Rapalogs and mTOR inhibitors as anti-aging therapeutics

Abstract

Rapamycin, an inhibitor of mechanistic target of rapamycin (mTOR), has the strongest experimental support to date as a potential anti-aging therapeutic in mammals. Unlike many other compounds that have been claimed to influence longevity, rapamycin has been repeatedly tested in long-lived, genetically heterogeneous mice, in which it extends both mean and maximum life spans. However, the mechanism that accounts for these effects is far from clear, and a growing list of side effects make it doubtful that rapamycin would ultimately be beneficial in humans. This Review discusses the prospects for developing newer, safer anti-aging therapies based on analogs of rapamycin (termed rapalogs) or other approaches targeting mTOR signaling.

Figures

Figure 1. mTOR signaling.

mTOR is found in two complexes, mTORC1 and mTORC2. mTORC1 is regulated in part via the TSC complex, which normally act as a GTPase-activating protein for Rheb to suppress mTORC1 signaling. mTORC1 is also regulated by amino acids via the Ras-related GTP binding (Rag) family of small GTPases. The Rag proteins activate mTORC1 by localizing mTORC1 to the lysosome via interaction with the ragulator complex (110). mTORC1 promotes growth by enhancing ribosomal biogenesis, translation, and other anabolic processes, while inhibiting autophagy. mTORC1 suppresses insulin/IGF-1 signaling via direct regulation of Grb10 and S6K, which subsequently reduces signaling to mTORC2. AKT, an inhibitor of TSC1/2, is one of several direct substrates of mTORC2. Processes that are upregulated by mTOR signaling are shown in red; those that are downregulated by mTOR signaling are shown in blue.

Figure 2. Chronic rapamycin treatment disrupts mTORC2.

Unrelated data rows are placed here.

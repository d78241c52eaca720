//! The weekly timetable store.

use chrono::Weekday;

use crate::error::{TimetableError, TimetableResult};
use crate::event::{Event, WORK_HOURS};
use crate::weekday::{WeekStart, label};

/// Replacement values for an existing event. The start hour is never changed.
#[derive(Debug, Clone)]
pub struct EventUpdate {
    pub title: String,
    pub end_hour: u32,
    pub location: String,
}

/// Events for each weekday, in insertion order, plus the display order.
#[derive(Debug, Clone, Default)]
pub struct Timetable {
    week_start: WeekStart,
    days: [Vec<Event>; 7],
}

fn slot(day: Weekday) -> usize {
    day.num_days_from_monday() as usize
}

fn check_hour(hour: u32) -> TimetableResult<()> {
    if WORK_HOURS.contains(&hour) {
        Ok(())
    } else {
        Err(TimetableError::HourOutOfRange(hour))
    }
}

impl Timetable {
    pub fn new(week_start: WeekStart) -> Self {
        Timetable {
            week_start,
            days: Default::default(),
        }
    }

    // ORDER:

    pub fn week_start(&self) -> WeekStart {
        self.week_start
    }

    pub fn set_week_start(&mut self, week_start: WeekStart) {
        self.week_start = week_start;
    }

    /// The seven days in current display order.
    pub fn days(&self) -> [Weekday; 7] {
        self.week_start.days()
    }

    // READS:

    pub fn events_on(&self, day: Weekday) -> &[Event] {
        &self.days[slot(day)]
    }

    /// Every event with its day, days in display order then insertion order.
    pub fn iter(&self) -> impl Iterator<Item = (Weekday, &Event)> + '_ {
        self.days()
            .into_iter()
            .flat_map(move |day| self.events_on(day).iter().map(move |e| (day, e)))
    }

    pub fn len(&self) -> usize {
        self.days.iter().map(Vec::len).sum()
    }

    pub fn is_empty(&self) -> bool {
        self.len() == 0
    }

    pub fn clear(&mut self) {
        self.days.iter_mut().for_each(Vec::clear);
    }

    /// Events on `day` whose title or location contains `keyword`
    /// (case-insensitive), in their original order.
    pub fn find_matching(&self, day: Weekday, keyword: &str) -> Vec<&Event> {
        self.events_on(day)
            .iter()
            .filter(|e| e.matches(keyword))
            .collect()
    }

    /// Matching events across the whole week, sorted by start hour.
    /// Ties keep display-order encounter order.
    pub fn search_all(&self, keyword: &str) -> Vec<(Weekday, &Event)> {
        let mut found: Vec<_> = self.iter().filter(|(_, e)| e.matches(keyword)).collect();
        found.sort_by_key(|(_, e)| e.start_hour);
        found
    }

    // WRITES:

    /// Add an event if both hours are within working hours and it does not
    /// overlap anything already on that day. On overlap, every conflicting
    /// event is returned in the error and nothing is stored.
    pub fn add_event(&mut self, day: Weekday, event: Event) -> TimetableResult<()> {
        check_hour(event.start_hour)?;
        check_hour(event.end_hour)?;

        let conflicts: Vec<Event> = self
            .events_on(day)
            .iter()
            .filter(|existing| event.overlaps(existing))
            .cloned()
            .collect();

        if !conflicts.is_empty() {
            tracing::debug!(
                day = label(day),
                title = %event.title,
                conflicts = conflicts.len(),
                "rejected overlapping event"
            );
            return Err(TimetableError::Overlap { conflicts });
        }

        tracing::debug!(day = label(day), title = %event.title, "added event");
        self.days[slot(day)].push(event);
        Ok(())
    }

    /// Append without any validation. Used when loading saved files.
    pub fn append(&mut self, day: Weekday, event: Event) {
        self.days[slot(day)].push(event);
    }

    /// Overwrite title, end hour and location of the `selection`-th (1-based)
    /// match for `keyword` on `day`. Overlaps are not re-checked.
    pub fn update_event(
        &mut self,
        day: Weekday,
        keyword: &str,
        selection: usize,
        update: EventUpdate,
    ) -> TimetableResult<&Event> {
        check_hour(update.end_hour)?;
        let index = self.resolve_selection(day, keyword, selection)?;

        let event = &mut self.days[slot(day)][index];
        event.title = update.title;
        event.end_hour = update.end_hour;
        event.location = update.location;

        tracing::debug!(day = label(day), index, "updated event");
        Ok(&*event)
    }

    /// Remove the `selection`-th (1-based) match for `keyword` on `day`.
    pub fn delete_event(
        &mut self,
        day: Weekday,
        keyword: &str,
        selection: usize,
    ) -> TimetableResult<Event> {
        let index = self.resolve_selection(day, keyword, selection)?;
        let removed = self.days[slot(day)].remove(index);

        tracing::debug!(day = label(day), index, "deleted event");
        Ok(removed)
    }

    /// Map a 1-based selection among the matches to an index into the day.
    fn resolve_selection(
        &self,
        day: Weekday,
        keyword: &str,
        selection: usize,
    ) -> TimetableResult<usize> {
        let positions: Vec<usize> = self
            .events_on(day)
            .iter()
            .enumerate()
            .filter(|(_, e)| e.matches(keyword))
            .map(|(i, _)| i)
            .collect();

        if positions.is_empty() {
            return Err(TimetableError::NoMatches);
        }

        selection
            .checked_sub(1)
            .and_then(|i| positions.get(i).copied())
            .ok_or(TimetableError::SelectionOutOfRange {
                selection,
                count: positions.len(),
            })
    }
}
//! User configuration.

use std::path::{Path, PathBuf};

use config::{Config, File};
use serde::Deserialize;

use crate::error::{TimetableError, TimetableResult};
use crate::persist::LoadPolicy;
use crate::weekday::WeekStart;

/// Configuration at ~/.config/timetable/config.toml
///
/// Every key is optional; a missing key takes its default.
#[derive(Debug, Deserialize, Clone, Default, PartialEq)]
pub struct TimetableConfig {
    #[serde(default)]
    pub week_start: WeekStart,

    /// File used when a save/load prompt is left empty. `~` is expanded.
    #[serde(default)]
    pub default_file: Option<PathBuf>,

    #[serde(default)]
    pub load_policy: LoadPolicy,
}

impl TimetableConfig {
    pub fn config_path() -> TimetableResult<PathBuf> {
        let config_dir = dirs::config_dir()
            .ok_or_else(|| TimetableError::Config("Could not determine config directory".into()))?
            .join("timetable");

        Ok(config_dir.join("config.toml"))
    }

    /// Load from the default location, writing a commented-out template
    /// there first if nothing exists yet.
    pub fn load() -> TimetableResult<Self> {
        let config_path = Self::config_path()?;

        if !config_path.exists() {
            Self::create_default_config(&config_path)?;
        }

        Self::load_from(&config_path)
    }

    /// Load from `path`, which must exist.
    pub fn load_from(path: &Path) -> TimetableResult<Self> {
        let config = Config::builder()
            .add_source(File::from(path.to_path_buf()).required(true))
            .build()
            .map_err(|e| TimetableError::Config(e.to_string()))?
            .try_deserialize()
            .map_err(|e| TimetableError::Config(e.to_string()))?;

        tracing::debug!(path = %path.display(), ?config, "loaded config");
        Ok(config)
    }

    /// Create a default config file with all options commented out.
    pub fn create_default_config(path: &Path) -> TimetableResult<()> {
        let contents = "\
# timetable configuration

# Day the week starts on when printing and saving (\"monday\" or \"sunday\"):
# week_start = \"monday\"

# File used when the save/load prompt is left empty:
# default_file = \"~/timetable.txt\"

# What loading does with a malformed line (\"abort\" or \"skip\"):
# load_policy = \"abort\"
";

        if let Some(parent) = path.parent() {
            std::fs::create_dir_all(parent).map_err(|e| {
                TimetableError::Config(format!("Could not create config directory: {e}"))
            })?;
        }

        std::fs::write(path, contents)
            .map_err(|e| TimetableError::Config(format!("Could not write config file: {e}")))?;

        Ok(())
    }

    /// `default_file` with `~` expanded.
    pub fn default_file(&self) -> Option<PathBuf> {
        self.default_file.as_ref().map(|p| {
            PathBuf::from(shellexpand::tilde(&p.to_string_lossy()).into_owned())
        })
    }
}
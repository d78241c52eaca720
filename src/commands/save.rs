use anyhow::Result;
use timetable_core::persist;

use super::prompt_file;
use crate::app::App;
use crate::console::Console;

pub fn run(app: &App, console: &mut dyn Console) -> Result<()> {
    let Some(path) = prompt_file(
        console,
        "Enter the file name to save the timetable data",
        app.config.default_file(),
    )?
    else {
        return Ok(());
    };

    match persist::save(&app.timetable, &path) {
        Ok(_) => console.success("Timetable data saved to the file.")?,
        Err(e) => {
            tracing::error!(path = %path.display(), error = %e, "save failed");
            console.error(&format!("Could not save timetable: {e}"))?;
        }
    }

    Ok(())
}
//! Validators for raw prompt input.
//!
//! Each function turns the text a user typed into a value, or explains why
//! it was rejected. None of them read from or write to the terminal, so the
//! prompt loop can stay a thin retry wrapper around them.

use chrono::Weekday;
use thiserror::Error;

use crate::event::WORK_HOURS;
use crate::weekday::{self, WeekStart};

#[derive(Error, Debug, Clone, PartialEq, Eq)]
pub enum InputError {
    #[error("'{0}' is not a day of the week (e.g. Monday)")]
    UnknownDay(String),

    #[error("'{0}' is not a whole number")]
    NotANumber(String),

    #[error("hour must be between {} and {}", WORK_HOURS.start, WORK_HOURS.end - 1)]
    HourOutOfRange,

    #[error("choose a number between 1 and {0}")]
    SelectionOutOfRange(usize),

    #[error("choose 1 for Monday or 2 for Sunday")]
    UnknownWeekStart,
}

/// Digits only: no sign, no whitespace, no empty string.
fn parse_digits(input: &str) -> Result<u64, InputError> {
    if input.is_empty() || !input.bytes().all(|b| b.is_ascii_digit()) {
        return Err(InputError::NotANumber(input.to_string()));
    }
    input
        .parse()
        .map_err(|_| InputError::NotANumber(input.to_string()))
}

/// A full, case-sensitive day label such as `Monday`.
pub fn parse_day(input: &str) -> Result<Weekday, InputError> {
    weekday::from_label(input).ok_or_else(|| InputError::UnknownDay(input.to_string()))
}

/// An hour inside working hours.
pub fn parse_hour(input: &str) -> Result<u32, InputError> {
    let hour = parse_digits(input)?;
    u32::try_from(hour)
        .ok()
        .filter(|h| WORK_HOURS.contains(h))
        .ok_or(InputError::HourOutOfRange)
}

/// A 1-based index into a list of `count` items.
pub fn parse_selection(input: &str, count: usize) -> Result<usize, InputError> {
    let selection = parse_digits(input)?;
    usize::try_from(selection)
        .ok()
        .filter(|s| (1..=count).contains(s))
        .ok_or(InputError::SelectionOutOfRange(count))
}

/// `1` starts the week on Monday, `2` on Sunday.
pub fn parse_week_start(input: &str) -> Result<WeekStart, InputError> {
    match input {
        "1" => Ok(WeekStart::Monday),
        "2" => Ok(WeekStart::Sunday),
        _ => Err(InputError::UnknownWeekStart),
    }
}

#[cfg(test)]
mod tests {
    use super::*;

    #[test]
    fn day_labels() {
        assert_eq!(parse_day("Monday"), Ok(Weekday::Mon));
        assert_eq!(parse_day("Sunday"), Ok(Weekday::Sun));
        assert_eq!(
            parse_day("monday"),
            Err(InputError::UnknownDay("monday".into()))
        );
        assert!(parse_day("").is_err());
    }

    #[test]
    fn hours_in_range() {
        assert_eq!(parse_hour("9"), Ok(9));
        assert_eq!(parse_hour("16"), Ok(16));
        assert_eq!(parse_hour("09"), Ok(9));
    }

    #[test]
    fn hours_out_of_range() {
        assert_eq!(parse_hour("8"), Err(InputError::HourOutOfRange));
        assert_eq!(parse_hour("17"), Err(InputError::HourOutOfRange));
        let huge = "99999999999999999999";
        assert_eq!(parse_hour(huge), Err(InputError::NotANumber(huge.into())));
    }

    #[test]
    fn hours_must_be_digits() {
        for input in ["", " 9", "9 ", "-9", "+9", "9.0", "nine"] {
            assert!(
                matches!(parse_hour(input), Err(InputError::NotANumber(_))),
                "{input:?} should be rejected"
            );
        }
    }

    #[test]
    fn selection_bounds() {
        assert_eq!(parse_selection("1", 3), Ok(1));
        assert_eq!(parse_selection("3", 3), Ok(3));
        assert_eq!(parse_selection("0", 3), Err(InputError::SelectionOutOfRange(3)));
        assert_eq!(parse_selection("4", 3), Err(InputError::SelectionOutOfRange(3)));
        assert!(matches!(parse_selection("x", 3), Err(InputError::NotANumber(_))));
    }

    #[test]
    fn week_start_choices() {
        assert_eq!(parse_week_start("1"), Ok(WeekStart::Monday));
        assert_eq!(parse_week_start("2"), Ok(WeekStart::Sunday));
        assert_eq!(parse_week_start("3"), Err(InputError::UnknownWeekStart));
        assert_eq!(parse_week_start(""), Err(InputError::UnknownWeekStart));
    }
}
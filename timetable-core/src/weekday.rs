//! Weekday labels and display order.

use chrono::Weekday;
use serde::Deserialize;
use std::fmt;

/// The label used in prompts and saved files. Labels are case-sensitive.
pub fn label(day: Weekday) -> &'static str {
    match day {
        Weekday::Mon => "Monday",
        Weekday::Tue => "Tuesday",
        Weekday::Wed => "Wednesday",
        Weekday::Thu => "Thursday",
        Weekday::Fri => "Friday",
        Weekday::Sat => "Saturday",
        Weekday::Sun => "Sunday",
    }
}

/// Inverse of [`label`]. Unlike `chrono::Weekday::from_str`, abbreviations
/// and other casings are rejected.
pub fn from_label(s: &str) -> Option<Weekday> {
    WeekStart::Monday
        .days()
        .into_iter()
        .find(|day| label(*day) == s)
}

/// Which day the week is displayed (and saved) from.
#[derive(Debug, Clone, Copy, PartialEq, Eq, Default, Deserialize)]
#[serde(rename_all = "lowercase")]
pub enum WeekStart {
    #[default]
    Monday,
    Sunday,
}

impl WeekStart {
    pub fn first_day(self) -> Weekday {
        match self {
            WeekStart::Monday => Weekday::Mon,
            WeekStart::Sunday => Weekday::Sun,
        }
    }

    /// All seven days in display order.
    pub fn days(self) -> [Weekday; 7] {
        let mut days = [self.first_day(); 7];
        for i in 1..days.len() {
            days[i] = days[i - 1].succ();
        }
        days
    }
}

impl fmt::Display for WeekStart {
    fn fmt(&self, f: &mut fmt::Formatter) -> fmt::Result {
        write!(f, "{}", label(self.first_day()))
    }
}

#[cfg(test)]
mod tests {
    use super::*;

    #[test]
    fn monday_order() {
        let labels: Vec<_> = WeekStart::Monday.days().into_iter().map(label).collect();
        assert_eq!(
            labels,
            ["Monday", "Tuesday", "Wednesday", "Thursday", "Friday", "Saturday", "Sunday"]
        );
    }

    #[test]
    fn sunday_order_is_a_rotation() {
        let labels: Vec<_> = WeekStart::Sunday.days().into_iter().map(label).collect();
        assert_eq!(
            labels,
            ["Sunday", "Monday", "Tuesday", "Wednesday", "Thursday", "Friday", "Saturday"]
        );
    }

    #[test]
    fn labels_round_trip() {
        for day in WeekStart::Monday.days() {
            assert_eq!(from_label(label(day)), Some(day));
        }
    }

    #[test]
    fn labels_are_case_sensitive() {
        assert_eq!(from_label("monday"), None);
        assert_eq!(from_label("MONDAY"), None);
        assert_eq!(from_label("Mon"), None);
        assert_eq!(from_label(" Monday"), None);
    }
}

(A) In vivo, nutrients and growth factors drive the activity of mTORC1 and mTORC2, which promote growth, aging, and insulin sensitivity. (B) Acute treatment with rapamycin inhibits mTORC1 signaling, restricting growth and promoting longevity without reducing insulin sensitivity. (C) Chronic treatment with rapamycin inhibits both mTORC1 and mTORC2, restricting growth and impairing insulin signaling, but promoting longevity.

Figure 3. Metformin regulates mTORC1 signaling.

Metformin activates AMPK by inhibiting oxidative phosphorylation, which in turn negatively regulates mTORC1 signaling via activation of TSC2 and inhibitory phosphorylation of raptor. In parallel, metformin inhibits mTORC1 signaling by suppressing the activity of the Rag GTPases and upregulating REDD1.